If you ever need to determine if a file is already open before you attempt to do something with it in VBA, you will discover a bewildering array of code segments on the interweb which all seem to share the characteristic that: they fail to work as advertised.
So time for me to add my version and I can state that it absolutely works except where the opening application fails to lock the file. AFAIK, that comment applies to text files opened in Notepad and any file opened with an Office application that has its read-only attribute set. However, since the main reason for testing if a file is already open is so that you can do stuff to it without it causing a “file is already in use” type of error, these two conditions don’t matter since they don’t stop you doing anything with the file.
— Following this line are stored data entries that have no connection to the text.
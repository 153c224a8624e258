//! Command-line arguments

use std::path::PathBuf;

use anyhow::{Context, Result};
use chatstream_core::ChatConfig;
use clap::Parser;

#[derive(Debug, Parser)]
#[command(name = "chatstream", version, about = "Stream answers from a work-order search backend")]
pub struct Cli {
    /// Backend base URL (requests go to <URL>/chat)
    #[arg(long, value_name = "URL")]
    pub base_url: Option<String>,

    /// Config file to use instead of the default location
    #[arg(long, value_name = "PATH")]
    pub config: Option<PathBuf>,

    /// Seconds without data before a reply is abandoned (0 disables)
    #[arg(long, value_name = "SECS")]
    pub idle_timeout: Option<u64>,

    /// Log file (defaults to the platform data dir)
    #[arg(long, value_name = "PATH")]
    pub log_file: Option<PathBuf>,
}

impl Cli {
    /// Load the config file and apply command-line overrides
    pub fn resolve_config(&self) -> Result<ChatConfig> {
        let mut config = match &self.config {
            Some(path) => ChatConfig::load_from(path)?,
            None => ChatConfig::load()?,
        };

        if let Some(url) = &self.base_url {
            config.base_url = url.clone();
        }
        if let Some(secs) = self.idle_timeout {
            config.idle_timeout_secs = secs;
        }

        config.validate().context("Invalid configuration")?;
        Ok(config)
    }

    pub fn log_path(&self) -> PathBuf {
        self.log_file.clone().unwrap_or_else(|| {
            dirs::data_local_dir()
                .unwrap_or_else(std::env::temp_dir)
                .join("chatstream")
                .join("chatstream.log")
        })
    }
}

#[cfg(test)]
mod tests {
    use super::*;
    use std::io::Write;

    #[test]
    fn test_flags_override_file() {
        let mut file = tempfile::NamedTempFile::new().unwrap();
        writeln!(file, "base_url = \"http://file.example\"\nidle_timeout_secs = 5").unwrap();
        let path = file.path().to_string_lossy().to_string();

        let cli = Cli::parse_from([
            "chatstream",
            "--config",
            &path,
            "--base-url",
            "http://flag.example:9000",
        ]);
        let config = cli.resolve_config().unwrap();
        assert_eq!(config.base_url, "http://flag.example:9000");
        assert_eq!(config.idle_timeout_secs, 5);
    }

    #[test]
    fn test_bad_base_url_flag_is_rejected() {
        let dir = tempfile::tempdir().unwrap();
        let path = dir.path().join("missing.toml");
        let cli = Cli::parse_from([
            "chatstream",
            "--config",
            path.to_str().unwrap(),
            "--base-url",
            "nonsense",
        ]);
        assert!(cli.resolve_config().is_err());
    }

    #[test]
    fn test_explicit_log_path() {
        let cli = Cli::parse_from(["chatstream", "--log-file", "/tmp/chat.log"]);
        assert_eq!(cli.log_path(), PathBuf::from("/tmp/chat.log"));
    }
}
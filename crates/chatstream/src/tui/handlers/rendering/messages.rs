//! Message bubbles and the work-order results panel

use chatstream_core::ai::{percent_label, CardData, WorkOrder};
use chatstream_core::chat::{Message, Role};
use ratatui::{
    style::{Modifier, Style},
    text::{Line, Span},
};

use crate::tui::themes::Theme;
use crate::tui::utils::{display_width, truncate_ellipsis, wrap_text};

/// Part-number badges shown per work order before collapsing into "+N"
const MAX_PART_BADGES: usize = 4;

/// Bubbles take at most this share of the width
const BUBBLE_WIDTH_PERCENT: usize = 75;

const SPINNER: [&str; 10] = ["⠋", "⠙", "⠹", "⠸", "⠼", "⠴", "⠦", "⠧", "⠇", "⠏"];

pub fn spinner_frame(tick: usize) -> &'static str {
    SPINNER[tick % SPINNER.len()]
}

/// Lay out the whole conversation for a given width
pub fn conversation_lines(
    messages: &[Message],
    width: u16,
    theme: &Theme,
    busy: bool,
    tick: usize,
) -> Vec<Line<'static>> {
    let width = width as usize;
    let mut lines = Vec::new();

    for (i, message) in messages.iter().enumerate() {
        let is_last = i + 1 == messages.len();
        match (message.role, &message.card_data) {
            (Role::User, _) => lines.extend(user_bubble(&message.content, width, theme)),
            (Role::Assistant, Some(cards)) => lines.extend(cards_panel(cards, width, theme)),
            (Role::Assistant, None) if message.content.is_empty() && busy && is_last => {
                lines.push(Line::from(Span::styled(
                    format!(" {} Thinking...", spinner_frame(tick)),
                    Style::default().fg(theme.processing_color),
                )));
            }
            (Role::Assistant, None) => {
                lines.extend(assistant_bubble(&message.content, width, theme))
            }
        }
        lines.push(Line::default());
    }

    lines
}

fn bubble_width(width: usize) -> usize {
    (width * BUBBLE_WIDTH_PERCENT / 100).max(10).min(width)
}

/// Right-aligned bubble
fn user_bubble(text: &str, width: usize, theme: &Theme) -> Vec<Line<'static>> {
    let inner = bubble_width(width).saturating_sub(2);
    let rows = wrap_text(text, inner);
    let row_width = rows.iter().map(|r| display_width(r)).max().unwrap_or(0);
    let style = Style::default()
        .fg(theme.user_msg_color)
        .bg(theme.user_msg_bg_color);

    rows.into_iter()
        .map(|row| {
            let pad_right = row_width - display_width(&row);
            let indent = width.saturating_sub(row_width + 2);
            Line::from(vec![
                Span::raw(" ".repeat(indent)),
                Span::styled(format!(" {}{} ", row, " ".repeat(pad_right)), style),
            ])
        })
        .collect()
}

/// Left-aligned bubble
fn assistant_bubble(text: &str, width: usize, theme: &Theme) -> Vec<Line<'static>> {
    let inner = bubble_width(width).saturating_sub(2);
    let style = Style::default()
        .fg(theme.assistant_msg_color)
        .bg(theme.assistant_msg_bg_color);

    wrap_text(text, inner)
        .into_iter()
        .map(|row| Line::from(Span::styled(format!(" {} ", row), style)))
        .collect()
}

/// Structured results: header, summary, one block per work order
fn cards_panel(data: &CardData, width: usize, theme: &Theme) -> Vec<Line<'static>> {
    let border = Style::default().fg(theme.card_border_color);
    let inner = width.saturating_sub(4).max(8);
    let mut lines = Vec::new();

    lines.push(Line::from(vec![
        Span::styled("╭ ", border),
        Span::styled(
            truncate_ellipsis(&format!("Results for \"{}\"", data.query), inner),
            Style::default()
                .fg(theme.title_color)
                .add_modifier(Modifier::BOLD),
        ),
    ]));
    lines.push(Line::from(vec![
        Span::styled("│ ", border),
        Span::styled(
            format!("{} found", data.total_found),
            Style::default().fg(theme.text_color),
        ),
        Span::styled(" · avg similarity ", Style::default().fg(theme.dim_color)),
        Span::styled(
            percent_label(data.avg_similarity),
            Style::default().fg(theme.similarity_color(data.avg_similarity_percent())),
        ),
    ]));

    if data.work_orders.is_empty() {
        lines.push(Line::from(vec![
            Span::styled("│ ", border),
            Span::styled("No matching work orders", Style::default().fg(theme.dim_color)),
        ]));
    }

    for order in &data.work_orders {
        lines.push(Line::from(Span::styled("│", border)));
        lines.extend(
            work_order_rows(order, inner, theme)
                .into_iter()
                .map(|mut row| {
                    row.spans.insert(0, Span::styled("│ ", border));
                    row
                }),
        );
    }

    lines.push(Line::from(Span::styled(
        format!("╰{}", "─".repeat(inner.min(40))),
        border,
    )));
    lines
}

fn work_order_rows(order: &WorkOrder, inner: usize, theme: &Theme) -> Vec<Line<'static>> {
    let dim = Style::default().fg(theme.dim_color);
    let mut rows = Vec::new();

    let mut header = vec![Span::styled(
        order
            .work_order_id
            .clone()
            .unwrap_or_else(|| "Work order".to_string()),
        Style::default()
            .fg(theme.accent_color)
            .add_modifier(Modifier::BOLD),
    )];
    if let Some(percent) = order.similarity_percent() {
        header.push(Span::raw(" "));
        header.push(Span::styled(
            format!(" {}% ", percent),
            Style::default()
                .fg(theme.bg_color)
                .bg(theme.similarity_color(percent)),
        ));
    }
    if let Some(tech) = &order.technician {
        header.push(Span::styled("  tech ", dim));
        header.push(Span::styled(
            truncate_ellipsis(tech, 24),
            Style::default().fg(theme.text_color),
        ));
    }
    rows.push(Line::from(header));

    let dates = match (&order.created_date, &order.completed_date) {
        (Some(created), Some(completed)) => Some(format!("{} → {}", created, completed)),
        (Some(created), None) => Some(format!("opened {}", created)),
        (None, Some(completed)) => Some(format!("closed {}", completed)),
        (None, None) => None,
    };
    if let Some(dates) = dates {
        rows.push(Line::from(Span::styled(format!("  {}", dates), dim)));
    }

    if let Some(description) = &order.description {
        rows.push(Line::from(Span::styled(
            format!("  {}", truncate_ellipsis(description, inner.saturating_sub(2))),
            Style::default().fg(theme.text_color),
        )));
    }

    let badges = order.part_number_badges(MAX_PART_BADGES);
    if !badges.is_empty() {
        let badge_style = Style::default()
            .fg(theme.badge_fg_color)
            .bg(theme.badge_bg_color);
        let mut spans = vec![Span::raw("  ")];
        for badge in badges {
            spans.push(Span::styled(format!(" {} ", badge), badge_style));
            spans.push(Span::raw(" "));
        }
        rows.push(Line::from(spans));
    }

    rows
}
If you don’t believe me, try this:
- Create an Excel file “test.xls”
- In Windows Explorer right click on the file and mark it as “read-only”
- Open the file in Excel
- Now go back to Windows Explorer and delete the file
Voila! No problem since it was read-only, Excel opened a temporary copy of the file and so you do stuff to the original without it causing any problems.
Now, back to the problem: how do you tell if a given file is in use? Answer: use the VBA “open” statement to exclusively open the file and trap any errors that may occur. We have to go one further though as the “open” statement will not see any hidden files and will act as though they don’t exist. To overcome this we make some attribute changes and trap any errors that may occur in relation to them as well.